Family law has no shortage of interesting cases; in this Ontario decision, which was handed down just a few days ago, there was a “plot twist” that would rival one you’d find on any reality TV show.

The couple met in 1997 when they were both in relationships with other people. (In the woman’s case, she was married and in the process of separating from her husband). They started a casual sexual relationship, and about eight months later the woman gave birth to a child. The mother estimated the child must have been born 10 to 12 weeks prematurely; apparently both assumed the man was the biological father and they signed the birth papers accordingly.

The man started paying $100 in monthly child support, and continued to pay faithfully for 16 years, even though they never lived together as a family and no real parent-child relationship was ever fostered.

Then, everything changed: At the request of Ontario Works (from whom she had been receiving social assistance) the woman took the man to court to ask for a substantial increase in the amount of child support he was obliged to pay, which was to be geared to his current income. In response, the man asked for a DNA paternity test, which proved he was not the biological father.

With these results out in the open, they then agreed to terminate the man’s obligation to pay child support, but he (again at the behest of the social assistance office) took it one step further – he asked to have all his prior payments over the past 16 years returned to him, totalling almost $17,000.

The court refused the man’s request. Even though he was not the true father (and indeed claimed he had not even seen the child since 2000, which the court questioned), the man had shown a settled intention right from the beginning to treat the child as his own, and could not now withdraw his financial support unilaterally. As the court observed: “Of considerable importance was [the man’s] comment that he always considered [the child] to be his son until the DNA paternity test said otherwise in 2014.” It was also important to note that in law, the needed “settled intention” was not contingent on the man actually knowing the child was not his.

Also, there was no evidence that the woman had misled the man into believing that he was biological parent; to the contrary, at the time of the child’s birth she honestly believed he was the father.

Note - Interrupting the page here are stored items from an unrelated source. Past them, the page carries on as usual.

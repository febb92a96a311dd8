//! Centralized tracing configuration.

/// Installs the global subscriber.
///
/// `RUST_LOG` wins when set; otherwise `default_filter` applies.
pub fn setup_tracing(default_filter: &str) {
    let env_filter = tracing_subscriber::EnvFilter::try_from_default_env()
        .unwrap_or_else(|_| tracing_subscriber::EnvFilter::new(default_filter));

    tracing_subscriber::fmt()
        .with_env_filter(env_filter)
        .with_timer(tracing_subscriber::fmt::time::uptime())
        .compact()
        .init();
}
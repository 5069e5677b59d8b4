//! Client error taxonomy.
//!
//! Every asynchronous boundary converts its failure into a `ClientError`
//! before it reaches presentation code.

use std::time::Duration;

use thiserror::Error;

use crate::api::ApiError;

/// Generic message when the server gave none.
pub const GENERIC_NETWORK_MESSAGE: &str = "서버와 통신하는 중 오류가 발생했습니다.";
/// Shown when an analysis response carries no id.
pub const MISSING_RESULT_MESSAGE: &str = "분석 결과를 받지 못했습니다.";
/// Shown when the results view cannot load a result.
pub const RESULT_UNAVAILABLE_MESSAGE: &str = "분석 결과를 불러올 수 없습니다.";

/// Client-detected input problems. Never sent to the server.
#[derive(Debug, Clone, PartialEq, Eq, Error)]
pub enum ValidationError {
    #[error("파일을 선택해주세요.")]
    NoFile,

    #[error("PDF 파일만 업로드 가능합니다.")]
    NotPdf,

    #[error("파일이 비어있습니다.")]
    EmptyFile,

    #[error("파일을 읽을 수 없습니다: {0}")]
    Unreadable(String),

    /// A submission is already pending.
    #[error("분석이 이미 진행 중입니다.")]
    Busy,
}

/// Errors surfaced to presentation code.
#[derive(Debug, Clone, PartialEq, Error)]
pub enum ClientError {
    #[error(transparent)]
    Validation(#[from] ValidationError),

    #[error("{message}")]
    Network {
        status: Option<u16>,
        message: String,
    },

    #[error("요청 시간이 초과되었습니다 ({}초).", .after.as_secs())]
    Timeout { after: Duration },

    #[error("{message}")]
    ResultUnavailable { id: String, message: String },
}

impl ClientError {
    /// Localized text shown to the user.
    pub fn user_message(&self) -> String {
        self.to_string()
    }

    pub fn is_validation(&self) -> bool {
        matches!(self, ClientError::Validation(_))
    }

    /// Results view failure for `id`, keeping the underlying cause in the log only.
    pub fn unavailable(id: &str, cause: &ClientError) -> Self {
        tracing::warn!("Result {} unavailable: {}", id, cause);
        ClientError::ResultUnavailable {
            id: id.to_string(),
            message: RESULT_UNAVAILABLE_MESSAGE.to_string(),
        }
    }
}

impl From<ApiError> for ClientError {
    fn from(err: ApiError) -> Self {
        match err {
            ApiError::Timeout { after } => ClientError::Timeout { after },
            ApiError::Network { status, message } => ClientError::Network {
                status,
                message: message.unwrap_or_else(|| GENERIC_NETWORK_MESSAGE.to_string()),
            },
            ApiError::Decode { status, detail } => {
                tracing::debug!("Undecodable response ({}): {}", status, detail);
                ClientError::Network {
                    status: Some(status),
                    message: GENERIC_NETWORK_MESSAGE.to_string(),
                }
            }
        }
    }
}

#[cfg(test)]
mod tests {
    use super::*;

    #[test]
    fn test_server_message_preferred() {
        let err: ClientError = ApiError::Network {
            status: Some(500),
            message: Some("PDF 파싱 실패".to_string()),
        }
        .into();
        assert_eq!(err.user_message(), "PDF 파싱 실패");
    }

    #[test]
    fn test_generic_message_fallback() {
        let err: ClientError = ApiError::Network {
            status: None,
            message: None,
        }
        .into();
        assert_eq!(err.user_message(), GENERIC_NETWORK_MESSAGE);
    }

    #[test]
    fn test_timeout_is_distinct() {
        let err: ClientError = ApiError::Timeout {
            after: Duration::from_secs(120),
        }
        .into();
        assert!(matches!(err, ClientError::Timeout { .. }));
        assert!(err.user_message().contains("120"));
    }

    #[test]
    fn test_validation_wraps() {
        let err: ClientError = ValidationError::NotPdf.into();
        assert!(err.is_validation());
        assert_eq!(err.user_message(), "PDF 파일만 업로드 가능합니다.");
    }
}
//! Upload form: file validation, single in-flight submit, result hand-off.

use std::path::{Path, PathBuf};
use std::sync::atomic::{AtomicBool, Ordering};
use std::sync::Arc;

use tracing::{info, warn};

use crate::api::{ApiClient, Upload};
use crate::error::{ClientError, ValidationError, MISSING_RESULT_MESSAGE};
use crate::models::{AnalysisResult, DocumentType};
use crate::navigation::{Route, TransientState};

const PDF_MIME: &str = "application/pdf";

/// Accept only PDFs: the name must map to `application/pdf`, and content
/// that can be sniffed must be a PDF too.
pub fn check_pdf(file_name: &str, bytes: &[u8]) -> Result<(), ValidationError> {
    let declared = mime_guess::from_path(file_name).first_raw();
    if declared != Some(PDF_MIME) {
        return Err(ValidationError::NotPdf);
    }
    match infer::get(bytes) {
        Some(kind) if kind.mime_type() != PDF_MIME => Err(ValidationError::NotPdf),
        _ => Ok(()),
    }
}

/// A file picked in the form.
#[derive(Debug, Clone, PartialEq, Eq)]
pub struct SelectedFile {
    pub file_name: String,
    pub bytes: Vec<u8>,
}

/// Successful analysis, ready to navigate with.
#[derive(Debug, Clone)]
pub struct Submission {
    pub route: Route,
    pub state: TransientState,
}

/// Observable state of the submit control.
#[derive(Debug, Clone, Default)]
pub struct SubmitControl {
    in_flight: Arc<AtomicBool>,
}

impl SubmitControl {
    pub fn is_pending(&self) -> bool {
        self.in_flight.load(Ordering::Acquire)
    }

    fn acquire(&self) -> Option<InFlight> {
        self.in_flight
            .compare_exchange(false, true, Ordering::AcqRel, Ordering::Acquire)
            .ok()
            .map(|_| InFlight {
                flag: Arc::clone(&self.in_flight),
            })
    }
}

/// Held while a request is pending; releases the control on drop.
struct InFlight {
    flag: Arc<AtomicBool>,
}

impl Drop for InFlight {
    fn drop(&mut self) {
        self.flag.store(false, Ordering::Release);
    }
}

/// State behind `/`.
#[derive(Debug, Default)]
pub struct UploadForm {
    file: Option<SelectedFile>,
    document_type: DocumentType,
    error: Option<ClientError>,
    control: SubmitControl,
}

impl UploadForm {
    pub fn new() -> Self {
        Self::default()
    }

    /// Read and select a file from disk. `~` is expanded.
    pub async fn select_path(&mut self, path: &Path) -> Result<(), ValidationError> {
        let expanded = PathBuf::from(shellexpand::tilde(&path.to_string_lossy()).as_ref());
        let file_name = expanded
            .file_name()
            .map(|n| n.to_string_lossy().into_owned())
            .unwrap_or_default();

        match tokio::fs::read(&expanded).await {
            Ok(bytes) => self.select_file(file_name, bytes),
            Err(e) => {
                let err = ValidationError::Unreadable(e.to_string());
                self.reject(err.clone());
                Err(err)
            }
        }
    }

    /// Select in-memory file content. Non-PDFs clear the selection.
    pub fn select_file(
        &mut self,
        file_name: impl Into<String>,
        bytes: Vec<u8>,
    ) -> Result<(), ValidationError> {
        let file_name = file_name.into();
        if let Err(err) = check_pdf(&file_name, &bytes) {
            warn!("Rejected {}: {}", file_name, err);
            self.reject(err.clone());
            return Err(err);
        }
        self.file = Some(SelectedFile { file_name, bytes });
        self.error = None;
        Ok(())
    }

    fn reject(&mut self, err: ValidationError) {
        self.file = None;
        self.error = Some(err.into());
    }

    pub fn set_document_type(&mut self, document_type: DocumentType) {
        self.document_type = document_type;
    }

    pub fn document_type(&self) -> DocumentType {
        self.document_type
    }

    pub fn file(&self) -> Option<&SelectedFile> {
        self.file.as_ref()
    }

    /// Inline error currently shown under the form.
    pub fn error(&self) -> Option<&ClientError> {
        self.error.as_ref()
    }

    pub fn control(&self) -> SubmitControl {
        self.control.clone()
    }

    /// Submit is enabled with a file selected and no request pending.
    pub fn can_submit(&self) -> bool {
        self.file.is_some() && !self.control.is_pending()
    }

    /// Run the full analysis and return the navigation to the results view.
    pub async fn submit(&mut self, api: &ApiClient) -> Result<Submission, ClientError> {
        let (upload, _guard) = self.begin()?;
        let document_type = self.document_type;

        let outcome = api
            .analyze_document(upload, document_type)
            .await
            .map_err(ClientError::from)
            .and_then(|response| {
                let result = response.data;
                if !result.has_id() {
                    return Err(ClientError::Network {
                        status: Some(response.status),
                        message: MISSING_RESULT_MESSAGE.to_string(),
                    });
                }
                info!("Analysis {} complete", result.analysis_id);
                Ok(Submission {
                    route: Route::results(result.analysis_id.clone()),
                    state: TransientState::with_result(Arc::new(result)),
                })
            });

        self.error = outcome.as_ref().err().cloned();
        outcome
    }

    /// Run the quick analysis. The reduced result has no id, so it is rendered
    /// in place rather than navigated to.
    pub async fn submit_quick(
        &mut self,
        api: &ApiClient,
    ) -> Result<Arc<AnalysisResult>, ClientError> {
        let (upload, _guard) = self.begin()?;
        let outcome = api
            .quick_analyze(upload)
            .await
            .map(|response| Arc::new(response.data))
            .map_err(ClientError::from);
        self.error = outcome.as_ref().err().cloned();
        outcome
    }

    /// Validate the selection and take the in-flight slot.
    fn begin(&mut self) -> Result<(Upload, InFlight), ClientError> {
        let validated = match &self.file {
            None => Err(ValidationError::NoFile),
            Some(file) if file.bytes.is_empty() => Err(ValidationError::EmptyFile),
            Some(file) => Ok(Upload::new(file.file_name.clone(), file.bytes.clone())),
        };
        let upload = match validated {
            Ok(upload) => upload,
            Err(err) => {
                self.error = Some(err.clone().into());
                return Err(err.into());
            }
        };

        let guard = self
            .control
            .acquire()
            .ok_or(ClientError::Validation(ValidationError::Busy))?;
        self.error = None;
        Ok((upload, guard))
    }
}

#[cfg(test)]
mod tests {
    use super::*;

    const PDF_BYTES: &[u8] = b"%PDF-1.7\n1 0 obj\n<<>>\nendobj\n";
    const PNG_BYTES: &[u8] = &[0x89, b'P', b'N', b'G', 0x0D, 0x0A, 0x1A, 0x0A, 0, 0, 0, 0];

    #[test]
    fn test_check_pdf() {
        assert!(check_pdf("paper.pdf", PDF_BYTES).is_ok());
        assert!(check_pdf("PAPER.PDF", PDF_BYTES).is_ok());
        assert_eq!(check_pdf("notes.txt", b"hello"), Err(ValidationError::NotPdf));
        assert_eq!(check_pdf("image.pdf", PNG_BYTES), Err(ValidationError::NotPdf));
        assert_eq!(check_pdf("noext", PDF_BYTES), Err(ValidationError::NotPdf));
    }

    #[test]
    fn test_rejected_file_clears_selection() {
        let mut form = UploadForm::new();
        form.select_file("paper.pdf", PDF_BYTES.to_vec()).unwrap();
        assert!(form.can_submit());

        assert!(form.select_file("photo.png", PNG_BYTES.to_vec()).is_err());
        assert!(form.file().is_none());
        assert!(!form.can_submit());
        assert!(form.error().is_some_and(ClientError::is_validation));
    }

    #[test]
    fn test_in_flight_guard_releases() {
        let control = SubmitControl::default();
        let guard = control.acquire().unwrap();
        assert!(control.is_pending());
        assert!(control.acquire().is_none());
        drop(guard);
        assert!(!control.is_pending());
    }

    #[test]
    fn test_default_document_type() {
        assert_eq!(UploadForm::new().document_type(), DocumentType::General);
    }
}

Even if the man had doubts himself, he did not investigate: In the first year or two the woman had mentioned there had been some “overlap” between the end of the sexual relationship with her former husband and the beginning of the casual relationship with the man. The man could have requested a paternity test at the time, but instead he waited another 14 years.

In this case, the best interests of the child governed. Even though he was not the real father, the court confirmed that in law the man had a historical obligation to pay child, and declined to order the money returned. (By agreement, he was no longer obliged to pay going-forward, however.)

What are your thoughts on this decision? Should the man have gotten his child support money back?

For the full text of the decision, see:

Day v. Weir, 2014 CarswellOnt 15022, 2014 ONSC 5975

At Russell Alexander, Family Lawyers our focus is exclusively family law, offering pre-separation legal advice and assisting clients with family related issues including: custody and access, separation agreements, child and spousal support, division of family property, paternity disputes, and enforcement of court orders. For more information, visit our main site.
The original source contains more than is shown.